Tetracycline-antibiotica
Tetracycline-antibiotica remmen de groei van vele soorten bacteriën. Ze remmen de eiwitaanmaak van de bacterie. Een bacterie die geen eiwit kan aanmaken kan zich niet meer vermenigvuldigen en sterft af. Voorbeeld is doxycycline.

Fusidinezuur
Fusidinezuur remt de groei van verschillende bacteriën. Het belemmert bij de bacteriën de aanmaak van eiwitten. Zonder eiwitten kunnen bacteriën niet verder groeien. Het lichaam krijgt hierdoor de tijd om de bacteriën op te ruimen. Sommige bacteriesoorten sterven zelfs af.

Clindamycine
Clindamycine is een antibioticum dat de groei van vele soorten bacteriën remt.

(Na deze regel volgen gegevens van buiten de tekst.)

//! Dashboard configuration: where progress is stored, which levels exist and
//! how items are keyed.

use serde::{Deserialize, Serialize};
use thiserror::Error;

use crate::model::{ItemKeyStrategy, LevelChain, LevelChainDraft, LevelChainError};

/// Key the progress record is stored under.
pub const DEFAULT_STORAGE_KEY: &str = "cyber_dashboard_progress";

#[derive(Debug, Error)]
#[non_exhaustive]
pub enum ConfigError {
    #[error("storage key cannot be empty")]
    EmptyStorageKey,
    #[error(transparent)]
    Chain(#[from] LevelChainError),
    #[error("invalid configuration JSON: {0}")]
    Parse(#[from] serde_json::Error),
}

#[derive(Clone, Debug, PartialEq, Eq)]
pub struct DashboardConfig {
    storage_key: String,
    chain: LevelChain,
    item_keys: ItemKeyStrategy,
}

/// Unvalidated configuration. Every field is optional and falls back to the
/// built-in dashboard.
#[derive(Clone, Debug, Default, Serialize, Deserialize)]
#[serde(default, deny_unknown_fields)]
pub struct DashboardConfigDraft {
    pub storage_key: Option<String>,
    pub levels: Option<LevelChainDraft>,
    pub item_keys: Option<ItemKeyStrategy>,
}

impl DashboardConfigDraft {
    #[must_use]
    pub fn new() -> Self {
        Self::default()
    }

    /// Parse a draft from JSON.
    ///
    /// # Errors
    ///
    /// Returns `ConfigError::Parse` if the JSON is malformed or has unknown fields.
    pub fn from_json(json: &str) -> Result<Self, ConfigError> {
        Ok(serde_json::from_str(json)?)
    }

    /// Validate and normalize the draft.
    ///
    /// # Errors
    ///
    /// Returns `ConfigError` if the storage key is blank or the level chain is
    /// invalid.
    pub fn validate(self) -> Result<DashboardConfig, ConfigError> {
        let storage_key = match self.storage_key {
            Some(key) => {
                let key = key.trim();
                if key.is_empty() {
                    return Err(ConfigError::EmptyStorageKey);
                }
                key.to_owned()
            }
            None => DEFAULT_STORAGE_KEY.to_owned(),
        };
        let chain = match self.levels {
            Some(draft) => draft.validate()?,
            None => LevelChain::cyber_security(),
        };

        Ok(DashboardConfig {
            storage_key,
            chain,
            item_keys: self.item_keys.unwrap_or_default(),
        })
    }
}

impl DashboardConfig {
    #[must_use]
    pub fn storage_key(&self) -> &str {
        &self.storage_key
    }

    #[must_use]
    pub fn chain(&self) -> &LevelChain {
        &self.chain
    }

    #[must_use]
    pub fn item_keys(&self) -> ItemKeyStrategy {
        self.item_keys
    }

    #[must_use]
    pub fn with_item_keys(mut self, item_keys: ItemKeyStrategy) -> Self {
        self.item_keys = item_keys;
        self
    }
}

impl Default for DashboardConfig {
    fn default() -> Self {
        Self {
            storage_key: DEFAULT_STORAGE_KEY.to_owned(),
            chain: LevelChain::cyber_security(),
            item_keys: ItemKeyStrategy::LabelText,
        }
    }
}

#[cfg(test)]
mod tests {
    use super::*;

    #[test]
    fn empty_draft_is_the_builtin_dashboard() {
        let config = DashboardConfigDraft::new().validate().unwrap();
        assert_eq!(config, DashboardConfig::default());
        assert_eq!(config.storage_key(), "cyber_dashboard_progress");
        assert_eq!(config.chain().len(), 4);
    }

    #[test]
    fn json_overrides_fields() {
        let json = r#"{
            "storage_key": " course_progress ",
            "item_keys": "explicit",
            "levels": [
                {"id": "basics", "name": "Basics", "unlocks": "labs"},
                {"id": "labs", "name": "Labs"}
            ]
        }"#;
        let config = DashboardConfigDraft::from_json(json)
            .unwrap()
            .validate()
            .unwrap();
        assert_eq!(config.storage_key(), "course_progress");
        assert_eq!(config.item_keys(), ItemKeyStrategy::Explicit);
        assert_eq!(config.chain().first_id().as_str(), "basics");
    }

    #[test]
    fn blank_storage_key_is_rejected() {
        let draft = DashboardConfigDraft {
            storage_key: Some("  ".into()),
            ..DashboardConfigDraft::default()
        };
        assert!(matches!(draft.validate(), Err(ConfigError::EmptyStorageKey)));
    }

    #[test]
    fn unknown_fields_are_rejected() {
        let err = DashboardConfigDraft::from_json(r#"{"threshold": 50}"#).unwrap_err();
        assert!(matches!(err, ConfigError::Parse(_)));
    }

    #[test]
    fn invalid_chain_surfaces_chain_error() {
        let err = DashboardConfigDraft::from_json(r#"{"levels": []}"#)
            .unwrap()
            .validate()
            .unwrap_err();
        assert!(matches!(err, ConfigError::Chain(LevelChainError::Empty)));
    }
}
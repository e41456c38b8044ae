mod ids;
mod item;
mod level;
mod progress;

pub use ids::{ItemId, LevelId, ParseIdError};
pub use item::{
    ItemKeyError, ItemKeySource, ItemKeyStrategy, ItemState, KeyCollision, LevelItems,
    ProgressSnapshot, find_collisions,
};
pub use level::{
    LevelChain, LevelChainDraft, LevelChainError, LevelDefinition, LevelDefinitionDraft,
};
pub use progress::ProgressRecord;
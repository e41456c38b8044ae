use std::collections::BTreeMap;
use std::sync::Arc;

use dashboard_core::DashboardConfig;
use dashboard_core::model::{ItemId, LevelChain, LevelId, ProgressRecord};
use serde::{Deserialize, Serialize};
use tracing::{debug, warn};

use crate::repository::{KeyValueStore, StorageError};

/// Persisted JSON shape of a progress record:
/// `{"checked": {...}, "currentLevel": "...", "unlockedLevels": [...]}`.
///
/// This mirrors the domain `ProgressRecord` so the store can read records
/// already saved by the browser dashboard without leaking the format into the
/// domain layer.
#[derive(Debug, Clone, PartialEq, Eq, Serialize, Deserialize)]
pub struct ProgressDocument {
    #[serde(default)]
    pub checked: BTreeMap<ItemId, bool>,
    #[serde(rename = "currentLevel")]
    pub current_level: LevelId,
    #[serde(rename = "unlockedLevels")]
    pub unlocked_levels: Vec<LevelId>,
}

impl ProgressDocument {
    #[must_use]
    pub fn from_record(record: &ProgressRecord) -> Self {
        Self {
            checked: record.checked_items().clone(),
            current_level: record.current_level().clone(),
            unlocked_levels: record.unlocked_levels().to_vec(),
        }
    }

    #[must_use]
    pub fn into_record(self) -> ProgressRecord {
        ProgressRecord::from_persisted(self.checked, self.current_level, self.unlocked_levels)
    }
}

/// How `ProgressStore::load_outcome` obtained its record.
#[derive(Debug, Clone, PartialEq, Eq)]
pub enum LoadOutcome {
    /// Nothing stored yet; defaults returned.
    Fresh(ProgressRecord),
    Loaded(ProgressRecord),
    /// A stored value existed but could not be used; defaults returned.
    Recovered {
        record: ProgressRecord,
        reason: String,
    },
}

impl LoadOutcome {
    #[must_use]
    pub fn record(&self) -> &ProgressRecord {
        match self {
            LoadOutcome::Fresh(record)
            | LoadOutcome::Loaded(record)
            | LoadOutcome::Recovered { record, .. } => record,
        }
    }

    #[must_use]
    pub fn into_record(self) -> ProgressRecord {
        match self {
            LoadOutcome::Fresh(record)
            | LoadOutcome::Loaded(record)
            | LoadOutcome::Recovered { record, .. } => record,
        }
    }
}

/// Reads and writes the progress record under one well-known key.
#[derive(Clone)]
pub struct ProgressStore {
    kv: Arc<dyn KeyValueStore>,
    key: String,
    chain: LevelChain,
}

impl ProgressStore {
    #[must_use]
    pub fn new(kv: Arc<dyn KeyValueStore>, config: &DashboardConfig) -> Self {
        Self {
            kv,
            key: config.storage_key().to_owned(),
            chain: config.chain().clone(),
        }
    }

    #[must_use]
    pub fn key(&self) -> &str {
        &self.key
    }

    /// The record a new user starts with.
    #[must_use]
    pub fn default_record(&self) -> ProgressRecord {
        ProgressRecord::new(&self.chain)
    }

    /// Load the stored record, falling back to defaults when it is missing,
    /// unreadable or malformed. Nothing is written back.
    #[must_use]
    pub fn load(&self) -> ProgressRecord {
        self.load_outcome().into_record()
    }

    /// Like [`ProgressStore::load`], but reports where the record came from.
    #[must_use]
    pub fn load_outcome(&self) -> LoadOutcome {
        let raw = match self.kv.get(&self.key) {
            Ok(Some(raw)) => raw,
            Ok(None) => {
                debug!(key = %self.key, "no stored progress; using defaults");
                return LoadOutcome::Fresh(self.default_record());
            }
            Err(err) => {
                warn!(key = %self.key, error = %err, "progress unreadable; using defaults");
                return LoadOutcome::Recovered {
                    record: self.default_record(),
                    reason: err.to_string(),
                };
            }
        };

        match serde_json::from_str::<ProgressDocument>(&raw) {
            Ok(doc) => {
                debug!(
                    key = %self.key,
                    checked = doc.checked.len(),
                    unlocked = doc.unlocked_levels.len(),
                    "loaded progress"
                );
                LoadOutcome::Loaded(doc.into_record())
            }
            Err(err) => {
                warn!(key = %self.key, error = %err, "discarding malformed progress");
                LoadOutcome::Recovered {
                    record: self.default_record(),
                    reason: err.to_string(),
                }
            }
        }
    }

    /// Serialize `record` and replace the stored value.
    ///
    /// # Errors
    ///
    /// Returns `StorageError` if serialization fails or the backend rejects
    /// the write; the previously stored value is left as it was.
    pub fn save(&self, record: &ProgressRecord) -> Result<(), StorageError> {
        let json = serde_json::to_string(&ProgressDocument::from_record(record))
            .map_err(|e| StorageError::Serialization(e.to_string()))?;
        self.kv.set(&self.key, &json)?;
        debug!(key = %self.key, bytes = json.len(), "saved progress");
        Ok(())
    }

    /// Drop the stored value and write the default record back.
    ///
    /// # Errors
    ///
    /// Returns `StorageError` if the delete or the write fails.
    pub fn reset(&self) -> Result<ProgressRecord, StorageError> {
        self.kv.remove(&self.key)?;
        let record = self.default_record();
        self.save(&record)?;
        debug!(key = %self.key, "reset progress");
        Ok(record)
    }
}
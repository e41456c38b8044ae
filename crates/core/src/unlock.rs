//! Completion math and the level unlock rule.

use std::collections::BTreeMap;

use crate::model::{ItemId, LevelChain, LevelDefinition, LevelId, ProgressRecord, ProgressSnapshot};

/// Percentage of a level's items that must be checked to unlock its successor.
pub const UNLOCK_THRESHOLD: u8 = 70;

/// Rounded completion percentage, half away from zero (`2 / 3` is 67).
///
/// A level with no items is 0% complete.
#[must_use]
pub fn percent_complete(completed: usize, total: usize) -> u8 {
    if total == 0 {
        return 0;
    }
    let completed = completed.min(total) as u128;
    let total = total as u128;
    let percent = (200 * completed + total) / (2 * total);
    u8::try_from(percent).unwrap_or(100)
}

//
// ─── COMPLETION ────────────────────────────────────────────────────────────────
//

/// Checked vs. total items for one level.
#[derive(Debug, Clone, Copy, Default, PartialEq, Eq)]
pub struct LevelCompletion {
    pub completed: usize,
    pub total: usize,
}

impl LevelCompletion {
    #[must_use]
    pub fn new(completed: usize, total: usize) -> Self {
        Self { completed, total }
    }

    #[must_use]
    pub fn percent(&self) -> u8 {
        percent_complete(self.completed, self.total)
    }

    /// Whether this level unlocks its successor. Empty levels never do.
    #[must_use]
    pub fn meets_threshold(&self) -> bool {
        self.total > 0 && self.percent() >= UNLOCK_THRESHOLD
    }
}

/// Count completion for every level of `chain` from `snapshot`.
///
/// `toggled` overrides the snapshot's state for one item, so a caller may pass
/// a snapshot taken just before the change. Levels missing from the snapshot
/// have no items.
#[must_use]
pub fn completions(
    chain: &LevelChain,
    snapshot: &ProgressSnapshot,
    toggled: Option<(&ItemId, bool)>,
) -> BTreeMap<LevelId, LevelCompletion> {
    chain
        .iter()
        .map(|def| {
            let mut completion = LevelCompletion::default();
            for item in snapshot.items_for(def.id()) {
                let checked = match toggled {
                    Some((id, checked)) if id == &item.id => checked,
                    _ => item.checked,
                };
                completion.total += 1;
                if checked {
                    completion.completed += 1;
                }
            }
            (def.id().clone(), completion)
        })
        .collect()
}

/// Apply the unlock rule to every level and return the levels newly
/// unlocked, in chain order.
///
/// Levels are only ever added to the record; a level whose trigger drops
/// back below the threshold stays unlocked.
pub fn apply_unlocks(
    chain: &LevelChain,
    record: &mut ProgressRecord,
    completions: &BTreeMap<LevelId, LevelCompletion>,
) -> Vec<LevelId> {
    let mut newly_unlocked = Vec::new();
    for def in chain.iter() {
        let Some(next) = def.unlocks() else {
            continue;
        };
        let met = completions
            .get(def.id())
            .is_some_and(LevelCompletion::meets_threshold);
        if met && record.unlock(next.clone()) {
            newly_unlocked.push(next.clone());
        }
    }
    newly_unlocked
}

//
// ─── STATUS ────────────────────────────────────────────────────────────────────
//

/// What a level's card should say about the level after it.
#[derive(Debug, Clone, PartialEq, Eq)]
pub enum UnlockStatus {
    /// Threshold met; `next` is (or just became) unlocked.
    Unlocks { next: LevelId, next_name: String },
    /// Threshold not met yet.
    Requires {
        next: LevelId,
        next_name: String,
        threshold: u8,
    },
    FinalLevel,
}

impl UnlockStatus {
    #[must_use]
    pub fn for_level(chain: &LevelChain, def: &LevelDefinition, completion: LevelCompletion) -> Self {
        let Some(next) = def.unlocks() else {
            return UnlockStatus::FinalLevel;
        };
        let next_name = chain.display_name(next).unwrap_or(next.as_str()).to_owned();
        if completion.meets_threshold() {
            UnlockStatus::Unlocks {
                next: next.clone(),
                next_name,
            }
        } else {
            UnlockStatus::Requires {
                next: next.clone(),
                next_name,
                threshold: UNLOCK_THRESHOLD,
            }
        }
    }

    /// Card text, e.g. `70% required to unlock Intermediate`.
    #[must_use]
    pub fn label(&self) -> String {
        match self {
            UnlockStatus::Unlocks { next_name, .. } => format!("Unlocks: {next_name}"),
            UnlockStatus::Requires {
                next_name,
                threshold,
                ..
            } => format!("{threshold}% required to unlock {next_name}"),
            UnlockStatus::FinalLevel => "Final Level".to_owned(),
        }
    }
}
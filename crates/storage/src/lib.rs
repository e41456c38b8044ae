#![forbid(unsafe_code)]

pub mod progress_store;
pub mod repository;
#[cfg(feature = "web")]
pub mod web;

pub use progress_store::{LoadOutcome, ProgressDocument, ProgressStore};
pub use repository::{InMemoryStore, KeyValueStore, StorageError};
use uuid::Uuid;

use crate::{error::AppError, storage::db::SurrealDbClient, stored_object};

stored_object!(User, "user", {
    email: String,
    password: Option<String>,
    full_name: Option<String>,
    api_key: Option<String>,
    verified: bool,
    active: bool,
    plan: String,
    daily_rate_limit: u32,
    #[serde(
        serialize_with = "serialize_option_datetime",
        deserialize_with = "deserialize_option_datetime",
        default
    )]
    deleted_at: Option<DateTime<Utc>>
});

impl User {
    pub fn new(email: String, password: Option<String>, full_name: Option<String>) -> Self {
        let now = Utc::now();
        Self {
            id: Uuid::new_v4().to_string(),
            created_at: now,
            updated_at: now,
            email,
            password,
            full_name,
            api_key: None,
            verified: false,
            active: true,
            plan: "free".to_string(),
            daily_rate_limit: 100,
            deleted_at: None,
        }
    }

    pub async fn find_by_email(
        email: &str,
        db: &SurrealDbClient,
    ) -> Result<Option<Self>, AppError> {
        let user: Option<Self> = db
            .client
            .query("SELECT * FROM user WHERE email = $email AND deleted_at IS NONE LIMIT 1")
            .bind(("email", email.to_string()))
            .await?
            .take(0)?;
        Ok(user)
    }

    pub async fn find_by_api_key(
        api_key: &str,
        db: &SurrealDbClient,
    ) -> Result<Option<Self>, AppError> {
        let user: Option<Self> = db
            .client
            .query("SELECT * FROM user WHERE api_key = $api_key AND deleted_at IS NONE LIMIT 1")
            .bind(("api_key", api_key.to_string()))
            .await?
            .take(0)?;
        Ok(user)
    }

    pub async fn set_api_key(id: &str, db: &SurrealDbClient) -> Result<String, AppError> {
        let api_key = format!("sk_{}", Uuid::new_v4().to_string().replace('-', ""));

        db.client
            .query("UPDATE type::thing('user', $id) SET api_key = $api_key, updated_at = time::now()")
            .bind(("id", id.to_string()))
            .bind(("api_key", api_key.clone()))
            .await?
            .check()?;

        Ok(api_key)
    }
}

Het grijpt in op de eiwitaanmaak binnen de bacterie. Een bacterie kan zonder eiwitten niet verder groeien. Hierdoor sterft de bacterie. Clindamycine wordt vooral gebruikt tegen bacteriën die ongevoelig zijn voor andere antibiotica en bij mensen die overgevoelig zijn voor penicillines.

Linezolid 
Linezolid verhindert dat de bacterie eiwitten aanmaakt. Een bacterie kan zonder eiwitten niet verder groeien en sterft af.

Pneumokokkenvaccin 
Het pneumokokkenvaccin bevat onderdelen van pneumokokken-bacteriën. Een longontsteking kan door pneumokokkenbacteriën worden veroorzaakt. Na injectie van het pneumokkenvaccin maakt het lichaam afweerstoffen tegen de pneumokokkenbacteriën. Als het lichaam dan in aanraking komt met de levende pneumokokken kan het deze effectiever bestrijden. Het pneumokokkenvaccin is ook onderdeel van het Rijksvaccinatieprogramma voor kinderen.

Atovaquon
Atovaquon wordt gebruikt bij longontsteking die wordt veroorzaakt door de schimmel Pneumocystis jirovecii. Deze vorm van longontsteking komt bijna alleen voor bij mensen met een erg verminderde weerstand, zoals bij mensen die besmet zijn met hiv (virus dat aids veroorzaakt). Atovaquon verhindert dat de schimmel eiwitten aanmaakt. Een schimmel kan zonder eiwitten niet verder groeien en gaat dood.